Kevin Bagger, vice president of the LVCVA Research Center, said occupancy levels averaged 88.3 percent, the highest level in more than three years.

“Achieving impressive levels by both pre- and post-pandemic standards, weekend occupancy reached 94.5 percent for the month, which was 2.4 percentage points higher year over year, while conventions helped propel midweek occupancy to 85.8 percent, 9.2 points higher year over year,” Bagger said.

For the quarter, visitor volume was up 18.8 percent to 10 million people with convention traffic up 58.1 percent to 1.9 million. The quarterly occupancy rate is at 83.2 percent, up 13.4 points over 2022, and the average daily room rate stands at $194.92, up 26.8 percent.

Bagger attributed the city’s sports and entertainment calendar to drawing large crowds of visitors.

After a downturn in traffic on highways leading to Las Vegas in February, March traffic counts rebounded with the average number of vehicles up 3.4 percent to 131,104, according to the Nevada Department of Transportation. NDOT does not differentiate between local traffic and tourists.

While vehicle traffic was higher overall, vehicle counts on Interstate 15 at the California-Nevada border were down for the second straight month, off 1.3 percent to 43,256 vehicles in March.

Airport passengers higher

Travelers made up for the vehicle traffic with higher numbers at Reid Airport.

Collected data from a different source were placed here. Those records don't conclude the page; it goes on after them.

// ---------------------------------------------------------------------------
// Returns
// ---------------------------------------------------------------------------

/// Return sequence for both phases with overrides applied.
pub fn plan_returns(config: &EngineConfig) -> EngineResult<ReturnSequence> {
    let mut returns = if config.has_accumulation() {
        generate_returns(
            &config.accumulation_returns,
            config.start_year,
            config.accumulation_end_year(),
        )?
    } else {
        ReturnSequence::default()
    };
    returns.merge(segment_returns(&config.withdrawal_segments())?);
    returns.apply_overrides(&config.overrides());
    Ok(returns)
}

/// Like [`plan_returns`] but every random draw comes from `rng`.
pub fn plan_returns_with_rng<R: Rng + ?Sized>(
    config: &EngineConfig,
    rng: &mut R,
) -> EngineResult<ReturnSequence> {
    let mut returns = if config.has_accumulation() {
        generate_returns_with_rng(
            &config.accumulation_returns,
            config.start_year,
            config.accumulation_end_year(),
            rng,
        )?
    } else {
        ReturnSequence::default()
    };
    returns.merge(segment_returns_with_rng(&config.withdrawal_segments(), rng)?);
    returns.apply_overrides(&config.overrides());
    Ok(returns)
}

// ---------------------------------------------------------------------------
// Core functions
// ---------------------------------------------------------------------------

/// Aggregate a trajectory. Depends only on the rows, so summarizing the same
/// rows twice gives the same summary.
pub fn summarize(years: &[SimulationResult]) -> SimulationSummary {
    let final_capital = years.last().map(|r| r.end_capital).unwrap_or(Decimal::ZERO);
    let capital_at_retirement = years
        .iter()
        .rev()
        .find(|r| r.phase == Phase::Accumulation)
        .map(|r| r.end_capital)
        .or_else(|| {
            years
                .iter()
                .find(|r| r.phase == Phase::Withdrawal)
                .map(|r| r.start_capital)
        })
        .unwrap_or(Decimal::ZERO);

    let withdrawal_years = years.iter().filter(|r| r.phase == Phase::Withdrawal).count() as u32;
    let depleted = years.iter().any(|r| r.status == PhaseStatus::Depleted);
    let duration_years = depleted.then_some(withdrawal_years);

    SimulationSummary {
        final_capital,
        capital_at_retirement,
        total_contributions: years.iter().map(|r| r.contribution).sum(),
        total_withdrawn: years.iter().map(|r| r.withdrawal).sum(),
        total_costs: years.iter().map(|r| r.costs).sum(),
        total_tax_paid: years.iter().map(|r| r.tax_paid).sum(),
        total_interest: years.iter().map(|r| r.interest_earned).sum(),
        duration_years,
        duration: duration_label(duration_years),
    }
}

/// Accumulation then withdrawal over a given return sequence, sharing one tax
/// state. The configuration must already be validated.
pub fn run_plan(config: &EngineConfig, returns: &ReturnSequence) -> EngineResult<Vec<SimulationResult>> {
    let mut state = AccountState {
        other_income: config.other_income.clone(),
        ..AccountState::new()
    };

    let (mut years, capital, basis) = if config.has_accumulation() {
        let acc = run_accumulation(&config.accumulation_input(), returns, &mut state)?;
        (acc.years, acc.final_capital, acc.cost_basis)
    } else {
        (Vec::new(), Decimal::ZERO, Decimal::ZERO)
    };

    let withdrawal = run_withdrawal(&config.withdrawal_input(capital, basis), returns, &mut state)?;
    years.extend(withdrawal.years);
    Ok(years)
}

/// Full pipeline: validation, accumulation, withdrawal, summary and, when
/// requested, risk metrics over the combined trajectory.
pub fn simulate_plan(config: &EngineConfig) -> EngineResult<ComputationOutput<PlanOutput>> {
    let start = Instant::now();
    EngineError::from_issues(validate_engine_config(config))?;

    let returns = plan_returns(config)?;
    let years = run_plan(config, &returns)?;
    let summary = summarize(&years);
    let black_swan = describe_black_swan(config.black_swan_overrides().as_ref());

    let mut warnings = Vec::new();
    if let Some(y) = summary.duration_years {
        warnings.push(format!("Kapital nach {y} Jahren Entnahme aufgebraucht"));
    }

    #[cfg(feature = "risk")]
    let risk = if config.include_risk {
        match risk_metrics_for_results(&years, config.risk_free_rate) {
            Ok(m) => Some(m),
            Err(e) => {
                warnings.push(format!("Risikokennzahlen nicht berechnet: {e}"));
                None
            }
        }
    } else {
        None
    };
    #[cfg(not(feature = "risk"))]
    if config.include_risk {
        warnings.push("Risikokennzahlen nicht verfügbar (Feature 'risk' deaktiviert)".into());
    }

    log::debug!(
        "plan {}-{}: final capital {}, duration {}",
        config.start_year,
        config.end_year,
        summary.final_capital.round_dp(2),
        summary.duration
    );

    let output = PlanOutput {
        years,
        summary,
        black_swan,
        #[cfg(feature = "risk")]
        risk,
    };

    let elapsed = start.elapsed().as_micros() as u64;
    Ok(with_metadata(
        "Savings and withdrawal projection (accumulation, withdrawal, German capital gains tax)",
        &serde_json::json!({
            "start_year": config.start_year,
            "retirement_year": config.retirement_year,
            "end_year": config.end_year,
            "granularity": config.granularity,
            "plans": config.plans.len(),
            "withdrawal_segments": config.withdrawal_segments().len(),
            "black_swan": config.black_swan.as_ref().map(|b| b.event_id.clone()),
        }),
        warnings,
        elapsed,
        output,
    ))
}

Reid had its best March ever with 4.9 million passengers passing through terminal gates. March totals were second only to the record 5.2 million passengers that used the airport in October. The previous best March occurred in 2019 when 4.4 million passengers were reported.

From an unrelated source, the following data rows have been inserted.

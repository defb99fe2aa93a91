use rust_decimal::Decimal;
use serde::{Deserialize, Serialize};
use std::time::Instant;

use crate::error::{EngineError, ValidationIssue};
use crate::tax::{calculate_vorabpauschale, compute_tax, AccountState, BasiszinsTable, TaxConfig};
use crate::types::{with_metadata, ComputationOutput, Money, Rate, Year};
use crate::EngineResult;

// ---------------------------------------------------------------------------
// Types
// ---------------------------------------------------------------------------

#[derive(Debug, Clone, Serialize, Deserialize)]
pub struct TaxDeferralInput {
    pub initial_investment: Money,
    pub annual_return: Rate,
    pub start_year: Year,
    /// Holding period; the fund is sold at the end of the last year.
    pub years: u32,
    #[serde(default)]
    pub tax: TaxConfig,
    #[serde(default)]
    pub basiszins: BasiszinsTable,
}

#[derive(Debug, Clone, PartialEq, Serialize, Deserialize)]
pub struct TaxDeferralYear {
    pub year: Year,
    /// Accumulating fund value after the Vorabpauschale tax.
    pub accumulating_value: Money,
    pub accumulating_tax: Money,
    /// Value when the full gain is taxed every year.
    pub annual_value: Money,
    pub annual_tax: Money,
}

#[derive(Debug, Clone, Serialize, Deserialize)]
pub struct TaxDeferralOutput {
    pub years: Vec<TaxDeferralYear>,
    pub accumulating_value_before_sale: Money,
    pub sale_tax: Money,
    /// Accumulating fund after selling and paying the remaining gain tax.
    pub accumulating_net: Money,
    pub accumulating_total_tax: Money,
    pub annual_net: Money,
    pub annual_total_tax: Money,
    /// `accumulating_net - annual_net`.
    pub deferral_advantage: Money,
}

// ---------------------------------------------------------------------------
// Validation
// ---------------------------------------------------------------------------

/// Longest horizon the analysis accepts.
pub const MAX_YEARS: u32 = 200;

pub fn validate_tax_deferral(input: &TaxDeferralInput) -> Vec<ValidationIssue> {
    let mut issues = Vec::new();
    if input.initial_investment <= Decimal::ZERO {
        issues.push(ValidationIssue::new(
            "initial_investment",
            "Anlagebetrag muss positiv sein.",
        ));
    }
    if input.annual_return <= Decimal::NEGATIVE_ONE {
        issues.push(ValidationIssue::new(
            "annual_return",
            "Rendite muss größer als -100% sein.",
        ));
    }
    if input.years == 0 {
        issues.push(ValidationIssue::new("years", "Anlagedauer muss mindestens 1 Jahr sein."));
    } else if input.years > MAX_YEARS {
        issues.push(ValidationIssue::new(
            "years",
            format!("Anlagedauer darf höchstens {MAX_YEARS} Jahre betragen."),
        ));
    }
    issues.extend(input.tax.validate());
    issues.extend(input.basiszins.validate());
    issues
}

// ---------------------------------------------------------------------------
// Core function
// ---------------------------------------------------------------------------

/// Compare an accumulating fund (yearly Vorabpauschale, remaining gain taxed
/// at sale) with taxing the whole gain every year. Both variants pay their
/// taxes out of the investment and get their own allowance ledger.
pub fn analyze_tax_deferral(input: &TaxDeferralInput) -> EngineResult<ComputationOutput<TaxDeferralOutput>> {
    let start = Instant::now();
    EngineError::from_issues(validate_tax_deferral(input))?;

    let tax = &input.tax;
    let growth = Decimal::ONE + input.annual_return;
    // bounded by MAX_YEARS
    let last_year = input.start_year + input.years as Year - 1;

    let mut acc_state = AccountState::new();
    let mut acc_value = input.initial_investment;
    let mut acc_basis = input.initial_investment;
    let mut acc_tax_total = Decimal::ZERO;

    let mut ann_state = AccountState::new();
    let mut ann_value = input.initial_investment;
    let mut ann_tax_total = Decimal::ZERO;

    let mut years = Vec::with_capacity(input.years as usize);
    for year in input.start_year..=last_year {
        let grown = acc_value * growth;
        let vorab = calculate_vorabpauschale(
            acc_value,
            grown,
            input.basiszins.rate_for_year(year),
            12,
            year,
            tax,
            &mut acc_state,
        );
        acc_basis += vorab.vorabpauschale;
        acc_value = grown - vorab.tax_owed;
        acc_tax_total += vorab.tax_owed;

        let gain = ann_value * input.annual_return;
        let ann_tax = compute_tax(gain, year, tax, &mut ann_state).tax_owed;
        ann_value = ann_value + gain - ann_tax;
        ann_tax_total += ann_tax;

        years.push(TaxDeferralYear {
            year,
            accumulating_value: acc_value,
            accumulating_tax: vorab.tax_owed,
            annual_value: ann_value,
            annual_tax: ann_tax,
        });
    }

    let sale_tax = compute_tax(acc_value - acc_basis, last_year, tax, &mut acc_state).tax_owed;
    let accumulating_net = acc_value - sale_tax;
    acc_tax_total += sale_tax;

    let mut warnings = Vec::new();
    if input.annual_return < Decimal::ZERO {
        warnings.push("Negative Rendite: es fällt keine Steuer an".to_string());
    }

    let output = TaxDeferralOutput {
        years,
        accumulating_value_before_sale: acc_value,
        sale_tax,
        accumulating_net,
        accumulating_total_tax: acc_tax_total,
        annual_net: ann_value,
        annual_total_tax: ann_tax_total,
        deferral_advantage: accumulating_net - ann_value,
    };

    let elapsed = start.elapsed().as_micros() as u64;
    Ok(with_metadata(
        "Tax deferral: accumulating fund with Vorabpauschale vs. annual taxation",
        &serde_json::json!({
            "initial_investment": input.initial_investment.to_string(),
            "annual_return": input.annual_return.to_string(),
            "start_year": input.start_year,
            "years": input.years,
        }),
        warnings,
        elapsed,
        output,
    ))
}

Airport officials attributed the high number of passengers to the city hosting several NCAA basketball tournaments, two nights of Taylor Swift concerts at Allegiant Stadium as well March being the month for spring break getaways.

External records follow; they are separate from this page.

//! Remaining life expectancy by age for the RMD strategy.

use rust_decimal::Decimal;
use rust_decimal_macros::dec;

/// (age, remaining years) anchor points, interpolated linearly in between.
const LIFE_TABLE: [(u32, Decimal); 11] = [
    (50, dec!(31.6)),
    (55, dec!(27.2)),
    (60, dec!(23.0)),
    (65, dec!(19.1)),
    (70, dec!(15.4)),
    (75, dec!(11.9)),
    (80, dec!(8.8)),
    (85, dec!(6.2)),
    (90, dec!(4.2)),
    (95, dec!(2.9)),
    (100, dec!(2.1)),
];

/// Extra remaining years per year of age below the first anchor.
const YOUNGER_SLOPE: Decimal = dec!(0.95);

/// Remaining life expectancy at `age`, never below one year.
pub fn life_expectancy(age: u32) -> Decimal {
    let (first_age, first_years) = LIFE_TABLE[0];
    if age <= first_age {
        return first_years + YOUNGER_SLOPE * Decimal::from(first_age - age);
    }
    for pair in LIFE_TABLE.windows(2) {
        let (a0, y0) = pair[0];
        let (a1, y1) = pair[1];
        if age <= a1 {
            let t = Decimal::from(age - a0) / Decimal::from(a1 - a0);
            return (y0 + (y1 - y0) * t).max(Decimal::ONE);
        }
    }
    let (_, last_years) = LIFE_TABLE[LIFE_TABLE.len() - 1];
    last_years.max(Decimal::ONE)
}

/// Divisor for an RMD year; an override replaces the table but is still
/// floored at one year.
pub fn rmd_divisor(age: u32, override_years: Option<Decimal>) -> Decimal {
    override_years
        .unwrap_or_else(|| life_expectancy(age))
        .max(Decimal::ONE)
}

Airport officials said passenger counts are up 25.4 percent over 2022 to 13.5 million passengers for the first quarter of the year. That means the airport is on a pace to shatter 2022’s record of 52.7 million passengers.

Officials noted that the airport has 15 more nonstop domestic markets than it had in 2019. In March, domestic traffic was up 14.1 percent to 4.6 million passengers, while international arrivals and departures were up 64 percent to 252,670.

Southwest Airlines continued to dominate domestic travel, serving 1.7 million passengers in March, a 16.2 percent increase. No. 2 commercial air carrier Spirit Airlines was up 39 percent to 748,689 passengers.

A handful of domestic air carriers had downturns in March: Avelo (74.2 percent), American (5.5 percent), Sun Country (4.6 percent) and Allegiant Air (3.4 percent).

Among international carriers, Canadian airlines had double- and triple-digit percentage increases in passengers while all European carriers showed robust upticks for the spring travel season.